A partir de Mesa Verde, rumbo al fabuloso Bryce Canyon, una rueda reventada en la autocaravana nos obligó a detenernos en Koosharem, una modesta localidad de apenas 300 habitantes, donde nos atendieron con suma amabilidad y se negaron a aceptar la más mínima retribución. Parecía como si el espíritu de comunidad de los pioneros del oeste siguiera vivo en esa inmensa tierra.

Cuando John Wesley Powell atravesó por primera vez el Gran Cañón en su mítica expedición con botes de remos de 1869, el equipo se desanimaba cada vez que encontraba un nuevo afluente cuyas aguas, espesas por su carga de sedimentos, eran imbebibles. Los nombres con que bautizaban a esos ríos reflejan sus impresiones: Dirty Devil (sucio diablo), Starvation (inanición), Muddy (fangoso), Stinking (apestoso)... Hasta que, en mitad del cañón, un afluente asombrosamente cristalino fluía desde el norte. John Wesley Powell lo llamó Bright Angel (ángel resplandeciente), en alusión al ángel del Paraíso perdido de Milton. Bright Angel hoy da nombre también al centro de visitantes del parque nacional y a un camping, así como al famoso sendero que comunica las dos orillas del cañón con ayuda de un puente colgante.

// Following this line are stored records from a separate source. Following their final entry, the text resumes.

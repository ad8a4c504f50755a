//! Wiring from configuration
//!
//! `SyncContext` is the main entry point for hosts: it opens the local
//! store, picks the login provider and remote store for the configured
//! backend, and builds the sync engine around them.

use std::sync::Arc;

use anyhow::{bail, Context, Result};
use tracing::{debug, warn};

use crate::config::{Backend, Config};
use crate::error::{SyncError, SyncResult};
use crate::focus::EditMarkerFocus;
use crate::identity::{EmailLinkProvider, IdentityProvider, LocalIdentityProvider, UserId};
use crate::local::FileLocalStore;
use crate::remote::{RemoteStore, RestRemoteStore, SqliteRemoteStore};
use crate::session::{FileSessionStore, ReloadThrottle, SessionStore};
use crate::sync::{disabled_handle, spawn_sync_task, RuntimeOptions, SyncEngine, SyncHandle};

/// Everything a host needs to sync one device
pub struct SyncContext {
    config: Config,
    local: Arc<FileLocalStore>,
    identity: Arc<dyn IdentityProvider>,
    email_link: Option<Arc<EmailLinkProvider>>,
    session_store: Arc<FileSessionStore>,
    engine: Option<Arc<SyncEngine>>,
}

impl SyncContext {
    /// Open with the default configuration
    pub fn open() -> Result<Self> {
        let config = Config::load().context("Failed to load configuration")?;
        Self::open_with_config(config)
    }

    /// Open with a specific configuration
    pub fn open_with_config(config: Config) -> Result<Self> {
        let local = Arc::new(FileLocalStore::new(config.local_store_path()));
        let session_path = config.auth_session_path();

        let (identity, email_link, remote): (
            Arc<dyn IdentityProvider>,
            Option<Arc<EmailLinkProvider>>,
            Option<Arc<dyn RemoteStore>>,
        ) = match config.backend() {
            Some(Backend::Hosted { url, api_key }) => {
                let provider = Arc::new(EmailLinkProvider::new(
                    &url,
                    &api_key,
                    Some(session_path),
                ));
                let remote = RestRemoteStore::new(&url, &api_key).with_tokens(provider.clone());
                (provider.clone(), Some(provider), Some(Arc::new(remote)))
            }
            Some(Backend::SharedFile { path }) => {
                let remote = SqliteRemoteStore::open(&path)
                    .with_context(|| format!("Failed to open shared database {:?}", path))?;
                (
                    Arc::new(LocalIdentityProvider::with_session_file(session_path)),
                    None,
                    Some(Arc::new(remote)),
                )
            }
            None => {
                debug!("No remote backend configured, sync disabled");
                (
                    Arc::new(LocalIdentityProvider::with_session_file(session_path)),
                    None,
                    None,
                )
            }
        };

        let session_store = Arc::new(FileSessionStore::new(config.session_dir()));
        let engine = remote.map(|remote| {
            let throttle = ReloadThrottle::new(session_store.clone(), config.reload_cooldown());
            let focus = EditMarkerFocus::new(config.edit_marker_path());
            Arc::new(SyncEngine::new(local.clone(), remote, throttle).with_focus(Arc::new(focus)))
        });

        Ok(Self {
            config,
            local,
            identity,
            email_link,
            session_store,
            engine,
        })
    }

    pub fn config(&self) -> &Config {
        &self.config
    }

    pub fn local(&self) -> &Arc<FileLocalStore> {
        &self.local
    }

    pub fn identity(&self) -> &Arc<dyn IdentityProvider> {
        &self.identity
    }

    /// The sync engine, or `NotConfigured` without a backend
    pub fn engine(&self) -> SyncResult<&Arc<SyncEngine>> {
        self.engine.as_ref().ok_or(SyncError::NotConfigured)
    }

    /// The signed-in identity, required by one-shot operations
    pub fn require_identity(&self) -> SyncResult<UserId> {
        self.identity
            .current_identity()
            .ok_or(SyncError::NotLoggedIn)
    }

    /// Finish an email-link login with the tokens from the link
    pub async fn complete_login(&self, token: &str, refresh_token: Option<&str>) -> Result<UserId> {
        let Some(ref provider) = self.email_link else {
            bail!("Token login needs a hosted backend (set remote_url and remote_api_key)");
        };
        let user_id = provider.complete_login(token, refresh_token).await?;
        Ok(user_id)
    }

    /// Sign out and forget session-scoped state
    pub async fn logout(&self) -> SyncResult<()> {
        if let Some(engine) = &self.engine {
            engine.end_session();
        }
        self.identity.sign_out().await?;
        if let Err(e) = self.session_store.clear() {
            warn!("Failed to clear session storage: {}", e);
        }
        Ok(())
    }

    /// Start the background sync task for this device
    pub fn spawn(&self) -> SyncHandle {
        match &self.engine {
            Some(engine) => spawn_sync_task(
                engine.clone(),
                self.identity.subscribe(),
                RuntimeOptions::from_config(&self.config),
            ),
            None => disabled_handle(),
        }
    }

    /// Short name of the configured backend
    pub fn backend_label(&self) -> &'static str {
        match self.config.backend() {
            Some(Backend::Hosted { .. }) => "hosted",
            Some(Backend::SharedFile { .. }) => "shared-file",
            None => "none",
        }
    }
}

#[cfg(test)]
mod tests {
    use super::*;
    use crate::keys::WATCHLIST;
    use crate::local::LocalStore;
    use crate::sync::{BootstrapOutcome, PullOutcome, PushOutcome, SyncPhase};
    use tempfile::TempDir;

    fn config(temp_dir: &TempDir, shared: bool) -> Config {
        Config {
            data_dir: temp_dir.path().join("data"),
            remote_db: shared.then(|| temp_dir.path().join("shared.db")),
            ..Config::default()
        }
    }

    #[tokio::test]
    async fn test_unconfigured_context_is_disabled() {
        let temp_dir = TempDir::new().unwrap();
        let context = SyncContext::open_with_config(config(&temp_dir, false)).unwrap();

        assert!(matches!(context.engine(), Err(SyncError::NotConfigured)));
        assert_eq!(context.backend_label(), "none");
        assert_eq!(context.spawn().phase(), SyncPhase::Disabled);
    }

    #[tokio::test]
    async fn test_token_login_needs_hosted_backend() {
        let temp_dir = TempDir::new().unwrap();
        let context = SyncContext::open_with_config(config(&temp_dir, true)).unwrap();

        assert!(context.complete_login("token", None).await.is_err());
    }

    #[tokio::test]
    async fn test_shared_file_devices_converge() {
        let temp_dir = TempDir::new().unwrap();
        let mut second = config(&temp_dir, true);
        second.data_dir = temp_dir.path().join("data-2");

        let a = SyncContext::open_with_config(config(&temp_dir, true)).unwrap();
        let b = SyncContext::open_with_config(second).unwrap();

        a.identity().request_login_link("Me@Example.com").await.unwrap();
        b.identity().request_login_link("me@example.com").await.unwrap();
        let user = a.require_identity().unwrap();
        assert_eq!(b.require_identity().unwrap(), user);

        a.local().set(WATCHLIST, "[\"AAPL\"]").unwrap();
        let outcome = a.engine().unwrap().bootstrap(&user, true).await.unwrap();
        assert_eq!(
            outcome,
            BootstrapOutcome::Ready {
                pull: PullOutcome::NoRemoteData,
                push: PushOutcome::Pushed,
                refresh_suggested: false,
            }
        );

        let outcome = b.engine().unwrap().bootstrap(&user, true).await.unwrap();
        assert_eq!(
            outcome,
            BootstrapOutcome::ReloadRequired {
                keys: vec![WATCHLIST.to_string()]
            }
        );
        assert_eq!(
            b.local().get(WATCHLIST).unwrap().as_deref(),
            Some("[\"AAPL\"]")
        );
    }

    #[tokio::test]
    async fn test_logout_clears_identity_and_session() {
        let temp_dir = TempDir::new().unwrap();
        let context = SyncContext::open_with_config(config(&temp_dir, true)).unwrap();

        context
            .identity()
            .request_login_link("me@example.com")
            .await
            .unwrap();
        let user = context.require_identity().unwrap();
        context.engine().unwrap().begin_session(user);

        context.logout().await.unwrap();
        assert!(matches!(
            context.require_identity(),
            Err(SyncError::NotLoggedIn)
        ));
        assert!(context.engine().unwrap().session().identity.is_none());
        assert!(!context.config().session_dir().exists());
    }

    #[tokio::test]
    async fn test_login_survives_reopen() {
        let temp_dir = TempDir::new().unwrap();
        let context = SyncContext::open_with_config(config(&temp_dir, true)).unwrap();
        context
            .identity()
            .request_login_link("me@example.com")
            .await
            .unwrap();
        drop(context);

        let reopened = SyncContext::open_with_config(config(&temp_dir, true)).unwrap();
        assert_eq!(
            reopened.require_identity().unwrap().as_str(),
            "me@example.com"
        );
    }
}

Algo más abajo de Bright Angel, pero por el sur, desemboca el Havasu, el segundo mayor afluente del Colorado dentro del parque nacional. Este río de aguas turquesas forma unas cataratas de suma belleza, entre pozas de travertino. Y en el cañón de Havasu habitan los indios havasupai, el «pueblo de las aguas verdiazules». Cuando el sacerdote Francisco Tomás Garcés llegó a este paraje en 1776 halló una tribu de 320 individuos, tan hospitalarios que le agasajaron con una fiesta de cinco días. Garcés fue quien dio su nombre al Colorado. Los havasupai comerciaban con los hopi y cultivaban maíz, fríjoles, calabazas y girasoles. Pero la creación del parque nacional en 1919 dejó a la tribu sin apenas territorio y privada de caza, condenada a la extinción. Tras una ardua batalla legal, en 1975 se les reconocieron sus derechos a la tierra que habitaban desde hacía al menos siete siglos.

Gracias a la belleza de las cataratas, el turismo es hoy el principal medio de vida de los havasupai. Para verlas hay que caminar 13 km hasta llegar a Supai –el único pueblo de Estados Unidos adonde el correo llega en mula– y avanzar luego 4 km más por el cauce. Las plazas para acampar o alojarse tienen que reservarse con bastante antelación en la web de la tribu, si bien la COVID mantiene suspendidas las visitas y no se prevé que estas se reanuden hasta 2023. En el cañón de Havasu escasean las comodidades, pero bañarse en las pozas de travertino viendo fluir el agua turquesa entre las rojas paredes de arenisca tiene algo de retorno al paraíso.